(Stored items)
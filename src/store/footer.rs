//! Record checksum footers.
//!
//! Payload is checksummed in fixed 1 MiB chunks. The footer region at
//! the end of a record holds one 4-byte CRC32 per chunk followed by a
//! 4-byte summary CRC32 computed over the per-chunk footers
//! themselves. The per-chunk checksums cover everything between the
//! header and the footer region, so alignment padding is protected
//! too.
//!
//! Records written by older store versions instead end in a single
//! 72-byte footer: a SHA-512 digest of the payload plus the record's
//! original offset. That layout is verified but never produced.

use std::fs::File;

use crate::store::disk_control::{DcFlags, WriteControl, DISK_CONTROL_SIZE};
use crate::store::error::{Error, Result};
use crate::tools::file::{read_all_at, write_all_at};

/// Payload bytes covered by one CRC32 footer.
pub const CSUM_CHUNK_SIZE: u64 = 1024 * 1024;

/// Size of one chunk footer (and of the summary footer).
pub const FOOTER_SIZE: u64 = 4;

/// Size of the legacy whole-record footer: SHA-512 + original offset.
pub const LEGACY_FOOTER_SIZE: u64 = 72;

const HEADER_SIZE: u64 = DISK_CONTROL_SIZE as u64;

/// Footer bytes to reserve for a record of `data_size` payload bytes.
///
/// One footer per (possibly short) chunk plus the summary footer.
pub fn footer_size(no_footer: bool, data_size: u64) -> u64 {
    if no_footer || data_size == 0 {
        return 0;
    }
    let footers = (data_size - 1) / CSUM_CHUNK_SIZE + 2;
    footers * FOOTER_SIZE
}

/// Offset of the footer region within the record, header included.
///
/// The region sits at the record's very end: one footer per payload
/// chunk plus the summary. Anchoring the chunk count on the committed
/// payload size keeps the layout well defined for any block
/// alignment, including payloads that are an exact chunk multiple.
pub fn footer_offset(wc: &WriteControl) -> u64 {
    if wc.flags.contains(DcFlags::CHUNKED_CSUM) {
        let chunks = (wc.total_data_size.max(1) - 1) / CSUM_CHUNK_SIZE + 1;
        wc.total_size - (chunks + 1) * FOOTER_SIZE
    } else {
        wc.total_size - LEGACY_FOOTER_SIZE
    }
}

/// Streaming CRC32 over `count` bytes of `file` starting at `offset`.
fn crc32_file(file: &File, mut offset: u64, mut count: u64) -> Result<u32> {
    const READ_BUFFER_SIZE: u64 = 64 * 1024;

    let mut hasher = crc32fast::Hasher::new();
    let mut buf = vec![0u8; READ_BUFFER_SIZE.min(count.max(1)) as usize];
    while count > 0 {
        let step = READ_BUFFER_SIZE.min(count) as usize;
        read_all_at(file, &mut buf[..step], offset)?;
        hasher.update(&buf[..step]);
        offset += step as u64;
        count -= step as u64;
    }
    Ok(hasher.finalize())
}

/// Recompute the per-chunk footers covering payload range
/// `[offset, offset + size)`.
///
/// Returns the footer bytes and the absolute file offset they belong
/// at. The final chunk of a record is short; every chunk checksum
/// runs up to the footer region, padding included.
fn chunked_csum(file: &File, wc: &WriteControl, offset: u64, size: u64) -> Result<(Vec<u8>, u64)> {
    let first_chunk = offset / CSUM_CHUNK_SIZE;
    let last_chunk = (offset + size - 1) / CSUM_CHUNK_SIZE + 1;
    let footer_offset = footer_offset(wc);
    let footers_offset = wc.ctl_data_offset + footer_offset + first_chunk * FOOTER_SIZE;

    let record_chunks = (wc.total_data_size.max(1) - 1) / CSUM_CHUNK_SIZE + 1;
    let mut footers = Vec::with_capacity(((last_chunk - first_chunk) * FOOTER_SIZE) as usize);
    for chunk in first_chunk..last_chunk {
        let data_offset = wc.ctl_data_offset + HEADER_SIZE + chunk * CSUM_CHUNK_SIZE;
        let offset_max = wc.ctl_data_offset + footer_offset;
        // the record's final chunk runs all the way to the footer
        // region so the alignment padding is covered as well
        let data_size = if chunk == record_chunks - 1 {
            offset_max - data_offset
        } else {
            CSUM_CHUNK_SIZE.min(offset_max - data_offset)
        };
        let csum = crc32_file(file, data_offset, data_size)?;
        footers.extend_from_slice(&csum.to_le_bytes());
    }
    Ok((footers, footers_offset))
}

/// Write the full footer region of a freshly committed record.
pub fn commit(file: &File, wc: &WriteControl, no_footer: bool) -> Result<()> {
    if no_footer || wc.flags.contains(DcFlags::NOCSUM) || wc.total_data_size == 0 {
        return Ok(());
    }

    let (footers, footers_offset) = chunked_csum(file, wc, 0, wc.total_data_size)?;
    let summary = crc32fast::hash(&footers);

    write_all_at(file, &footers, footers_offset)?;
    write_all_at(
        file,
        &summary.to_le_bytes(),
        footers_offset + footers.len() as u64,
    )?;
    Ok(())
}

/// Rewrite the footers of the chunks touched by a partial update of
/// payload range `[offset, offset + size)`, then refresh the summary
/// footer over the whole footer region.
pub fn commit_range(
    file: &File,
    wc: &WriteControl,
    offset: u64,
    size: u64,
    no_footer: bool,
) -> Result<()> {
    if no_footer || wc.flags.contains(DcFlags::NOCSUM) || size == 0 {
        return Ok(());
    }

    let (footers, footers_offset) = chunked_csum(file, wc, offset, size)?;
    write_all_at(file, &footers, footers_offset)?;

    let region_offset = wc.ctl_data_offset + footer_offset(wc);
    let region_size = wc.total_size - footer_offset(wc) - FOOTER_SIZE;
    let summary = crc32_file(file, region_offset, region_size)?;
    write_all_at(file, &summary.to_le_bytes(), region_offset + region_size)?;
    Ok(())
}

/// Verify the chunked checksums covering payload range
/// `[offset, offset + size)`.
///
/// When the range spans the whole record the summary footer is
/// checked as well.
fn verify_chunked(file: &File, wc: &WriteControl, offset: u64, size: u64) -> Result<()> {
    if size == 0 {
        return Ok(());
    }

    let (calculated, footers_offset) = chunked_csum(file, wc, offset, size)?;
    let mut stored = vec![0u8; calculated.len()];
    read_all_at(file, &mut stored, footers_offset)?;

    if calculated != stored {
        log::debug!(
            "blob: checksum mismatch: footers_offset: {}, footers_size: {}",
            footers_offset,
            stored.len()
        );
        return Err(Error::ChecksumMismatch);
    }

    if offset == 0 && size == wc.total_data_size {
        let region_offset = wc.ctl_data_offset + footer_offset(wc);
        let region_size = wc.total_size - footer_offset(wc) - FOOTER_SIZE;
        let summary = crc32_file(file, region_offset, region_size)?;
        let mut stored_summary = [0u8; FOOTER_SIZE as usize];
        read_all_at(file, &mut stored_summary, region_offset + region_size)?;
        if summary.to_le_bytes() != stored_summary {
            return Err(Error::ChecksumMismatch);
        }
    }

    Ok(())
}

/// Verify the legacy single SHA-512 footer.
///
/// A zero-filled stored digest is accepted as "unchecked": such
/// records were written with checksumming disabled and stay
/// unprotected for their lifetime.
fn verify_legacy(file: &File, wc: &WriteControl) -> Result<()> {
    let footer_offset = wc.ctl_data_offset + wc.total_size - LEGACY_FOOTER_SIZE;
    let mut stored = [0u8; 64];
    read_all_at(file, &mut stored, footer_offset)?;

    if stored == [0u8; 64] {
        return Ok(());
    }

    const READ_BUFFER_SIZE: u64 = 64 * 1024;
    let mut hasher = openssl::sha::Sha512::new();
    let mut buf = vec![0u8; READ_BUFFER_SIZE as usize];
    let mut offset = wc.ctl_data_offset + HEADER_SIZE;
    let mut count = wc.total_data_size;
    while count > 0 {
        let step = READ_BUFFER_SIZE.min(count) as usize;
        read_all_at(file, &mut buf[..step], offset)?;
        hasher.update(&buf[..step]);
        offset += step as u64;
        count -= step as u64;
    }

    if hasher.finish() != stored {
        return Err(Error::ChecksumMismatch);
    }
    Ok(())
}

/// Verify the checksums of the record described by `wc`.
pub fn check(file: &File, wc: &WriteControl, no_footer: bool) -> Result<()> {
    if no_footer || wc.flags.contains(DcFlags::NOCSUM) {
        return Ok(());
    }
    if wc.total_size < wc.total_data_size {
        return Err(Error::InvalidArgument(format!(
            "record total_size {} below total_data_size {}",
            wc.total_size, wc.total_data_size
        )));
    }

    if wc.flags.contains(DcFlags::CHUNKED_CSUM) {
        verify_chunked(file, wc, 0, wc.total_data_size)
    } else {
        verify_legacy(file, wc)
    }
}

■ **Exercise instructions**: What are the lines above that hold the string "whole"? Copy them.

■ **Answer section**:
/// Size of the legacy whole-record footer: SHA-512 + original offset.
/// footer over the whole footer region.
/// When the range spans the whole record the summary footer is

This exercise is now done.